Oczywiście trzeci dziś w tabeli superligi Górnik będzie zdecydowanym faworytem potyczki z outsiderem ligi. Mielczanie wygrali tylko jedno z dotychczasowych spotkań i tracą dystans do bezpiecznego miejsca. Ale zabrzanie nie mogą zapomnieć, gdzie ich „chleb powszedni”, nawet jeżeli myślami są już przy niedzielnym rewanżu w GETEC Arena. – Z własnego doświadczenia wiem, że jak mnie w karierze kilka razy tyłek zapiekł, tak jak nas po meczu z Magdeburgiem, to dobrze mi to zrobiło. Mam nadzieję, że podobnie będzie z moim zespołem – dodaje Lijewski.

O ile Górnik w niedzielę w Niemczech zagra o honorowe pożegnanie z EHF Cup, o tyle w sobotę w Puławach opolska Gwardia będzie bić się o wymarzoną fazę grupową, a jest jej blisko po niedzielnym zwycięstwie nad Azotami 26:24.

Najpierw jednak ugości w superlidze Piotrkowianina, z którym ekipie Rafała Kuptela szło ostatnio jak po grudzie – rok temu przegrała w Opolu po rzutach karnych. Pocieszające, że szkoleniowiec gwardzistów ma coraz większe pole manewru, bo wracają rekonwalescenci, a debiutujący w tym sezonie Wiktor Kawka okazał się prawdziwym dżokerem. Po marcowej operacji i kilku miesiącach rehabilitacji pojawił się na parkiecie w niedzielnym ,,boju o Europę” i… od razu zgarnął nagrodę MVP, walnie przyczyniając się do wywalczenia zaliczki przed rewanżem w EHF Cup.

 

Dziś grają

ZABRZE, 18.00: NMC Górnik – Stal Mielec
KIELCE, 18.00: PGE Vive – Azoty Puławy
OPOLE, 20.00: Gwardia – Piotrkowianin Piotrków Tryb.

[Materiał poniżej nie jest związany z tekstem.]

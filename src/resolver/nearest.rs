use crate::catalog::MarketCatalog;
use crate::resolver::distance::haversine_miles;
use crate::types::MarketRecord;

/// A catalog record matched to a target coordinate.
#[derive(Debug, Clone, Copy)]
pub struct ResolvedMarket<'a> {
    pub record: &'a MarketRecord,
    pub distance_miles: f64,
}

/// Nearest catalog market whose radius covers the target coordinate.
///
/// Full linear scan — the catalog is low thousands of rows, well under the
/// cost of anything worth indexing. Returns None when no market's radius
/// covers the target; callers then fall back to count-based tiering
/// ([`MarketTier::from_property_count`](crate::types::MarketTier::from_property_count)).
///
/// Strict `<` on the running minimum keeps the first record on an exact
/// distance tie, so the result is deterministic for a fixed catalog order.
pub fn resolve(
    target_lat: f64,
    target_lng: f64,
    catalog: &MarketCatalog,
) -> Option<ResolvedMarket<'_>> {
    let mut best: Option<ResolvedMarket<'_>> = None;
    for record in catalog.all_markets() {
        let distance_miles =
            haversine_miles(target_lat, target_lng, record.latitude, record.longitude);
        if distance_miles > record.radius_miles {
            continue;
        }
        let improves = match &best {
            Some(current) => distance_miles < current.distance_miles,
            None => true,
        };
        if improves {
            best = Some(ResolvedMarket {
                record,
                distance_miles,
            });
        }
    }
    best
}

/// A catalog record with its distance to a target, whether or not the radius
/// covers it.
#[derive(Debug, Clone, Copy)]
pub struct RankedMarket<'a> {
    pub record: &'a MarketRecord,
    pub distance_miles: f64,
    pub within_radius: bool,
}

/// Every catalog record ranked by distance to the target, nearest first.
/// Diagnostics only — shows near misses that `resolve` filters out.
pub fn rank_by_distance(
    target_lat: f64,
    target_lng: f64,
    catalog: &MarketCatalog,
) -> Vec<RankedMarket<'_>> {
    let mut ranked: Vec<RankedMarket<'_>> = catalog
        .all_markets()
        .iter()
        .map(|record| {
            let distance_miles =
                haversine_miles(target_lat, target_lng, record.latitude, record.longitude);
            RankedMarket {
                record,
                distance_miles,
                within_radius: distance_miles <= record.radius_miles,
            }
        })
        .collect();
    ranked.sort_by(|a, b| a.distance_miles.total_cmp(&b.distance_miles));
    ranked
}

Pozostałe z 12. kolejki – 21.11.: Energa MKS Kalisz – Chrobry Głogów (19.30); 23.11.: Torus Wybrzeże Gdańsk – MMTS Kwidzyn (13.00), Grupa Azoty Tarnów – Sandra Spa Pogoń Szczecin (17.00).

 

Na zdjęciu: Marcin Lijewski: – Panowie, koncentracja, superliga to nasz obowiązek!